Work task: Reproduce the opening lines of the records exactly, please, stopping after the line that contains "in the background.".

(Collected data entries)
:::

//! Shell-backed script runner.
//!
//! Scripts run as `<shell> <script>` from the script's own directory. Stdout
//! and stderr go to anonymous temporary files rather than pipes, so a chatty
//! script cannot block on a full pipe while we wait for it, and the files are
//! released on every exit path.
//!
//! On unix each script leads its own process group. A timeout kills the whole
//! group, including anything the script started in the background.

use super::{ScriptError, ScriptOutput, ScriptRunner};
use crate::config::RestreeConfig;
use std::fs::File;
use std::io::{self, Read, Seek, SeekFrom};
use std::path::{self, Path};
use std::process::{Child, Command, ExitStatus, Stdio};
use std::time::Duration;
use wait_timeout::ChildExt;

/// Runs initialization scripts through a shell interpreter.
#[derive(Debug, Clone, PartialEq, Eq)]
pub struct ShellScriptRunner {
    /// Shell interpreter, e.g. `/bin/sh`.
    pub shell: String,
    /// Kill the script if it runs longer than this.
    pub timeout: Option<Duration>,
}

impl ShellScriptRunner {
    /// Creates a runner for the given shell and optional timeout.
    pub fn new(shell: impl Into<String>, timeout: Option<Duration>) -> Self {
        Self {
            shell: shell.into(),
            timeout,
        }
    }

    /// Creates a runner from the `shell` and `scriptTimeoutSecs` settings.
    pub fn from_config(config: &RestreeConfig) -> Self {
        Self::new(config.shell.clone(), config.script_timeout())
    }

    /// Waits for the child, killing it once the timeout elapses.
    ///
    /// Returns `None` if the child was killed.
    fn wait(&self, child: &mut Child) -> io::Result<Option<ExitStatus>> {
        let Some(timeout) = self.timeout else {
            return child.wait().map(Some);
        };

        if let Some(status) = child.wait_timeout(timeout)? {
            return Ok(Some(status));
        }

        kill_script(child)?;
        if let Err(err) = child.wait() {
            log::warn!("failed to reap timed-out script: {}", err);
        }
        Ok(None)
    }
}

impl Default for ShellScriptRunner {
    fn default() -> Self {
        Self::from_config(&RestreeConfig::default())
    }
}

impl ScriptRunner for ShellScriptRunner {
    fn run(&self, script: &Path) -> Result<ScriptOutput, ScriptError> {
        let script = path::absolute(script)?;
        let stdout_file = tempfile::tempfile()?;
        let stderr_file = tempfile::tempfile()?;

        let mut command = Command::new(&self.shell);
        command
            .arg(&script)
            .stdin(Stdio::null())
            .stdout(Stdio::from(stdout_file.try_clone()?))
            .stderr(Stdio::from(stderr_file.try_clone()?));
        if let Some(dir) = script.parent() {
            command.current_dir(dir);
        }
        #[cfg(unix)]
        {
            use std::os::unix::process::CommandExt;
            command.process_group(0);
        }

        log::debug!("running {} {}", self.shell, script.display());
        let mut child = command.spawn().map_err(|source| ScriptError::Spawn {
            shell: self.shell.clone(),
            source,
        })?;

        let status = self.wait(&mut child)?;
        let stdout = read_capture(stdout_file)?;
        let stderr = read_capture(stderr_file)?;

        match status {
            None => Err(ScriptError::Timeout {
                // `wait` only returns `None` when a timeout is set
                timeout: self.timeout.unwrap_or_default(),
                stderr,
            }),
            Some(status) if !status.success() => Err(ScriptError::Exit {
                status: status.code(),
                stderr,
            }),
            Some(_) => Ok(ScriptOutput { stdout, stderr }),
        }
    }
}

/// Kills the script's process group, falling back to the script alone.
#[cfg(unix)]
fn kill_script(child: &mut Child) -> io::Result<()> {
    use nix::errno::Errno;
    use nix::sys::signal::{killpg, Signal};
    use nix::unistd::Pid;

    let Ok(pgid) = i32::try_from(child.id()) else {
        return kill_child(child);
    };
    match killpg(Pid::from_raw(pgid), Signal::SIGKILL) {
        Ok(()) | Err(Errno::ESRCH) => Ok(()),
        Err(err) => {
            log::warn!("failed to kill process group {}: {}", pgid, err);
            kill_child(child)
        }
    }
}

#[cfg(not(unix))]
fn kill_script(child: &mut Child) -> io::Result<()> {
    kill_child(child)
}

fn kill_child(child: &mut Child) -> io::Result<()> {
    match child.kill() {
        Err(err) if err.kind() != io::ErrorKind::InvalidInput => Err(err),
        _ => Ok(()),
    }
}

fn read_capture(mut file: File) -> io::Result<String> {
    file.seek(SeekFrom::Start(0))?;
    let mut bytes = Vec::new();
    file.read_to_end(&mut bytes)?;
    Ok(String::from_utf8_lossy(&bytes).into_owned())
}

:::

Worked solution:
//! Shell-backed script runner.
//!
//! Scripts run as `<shell> <script>` from the script's own directory. Stdout
//! and stderr go to anonymous temporary files rather than pipes, so a chatty
//! script cannot block on a full pipe while we wait for it, and the files are
//! released on every exit path.
//!
//! On unix each script leads its own process group. A timeout kills the whole
//! group, including anything the script started in the background.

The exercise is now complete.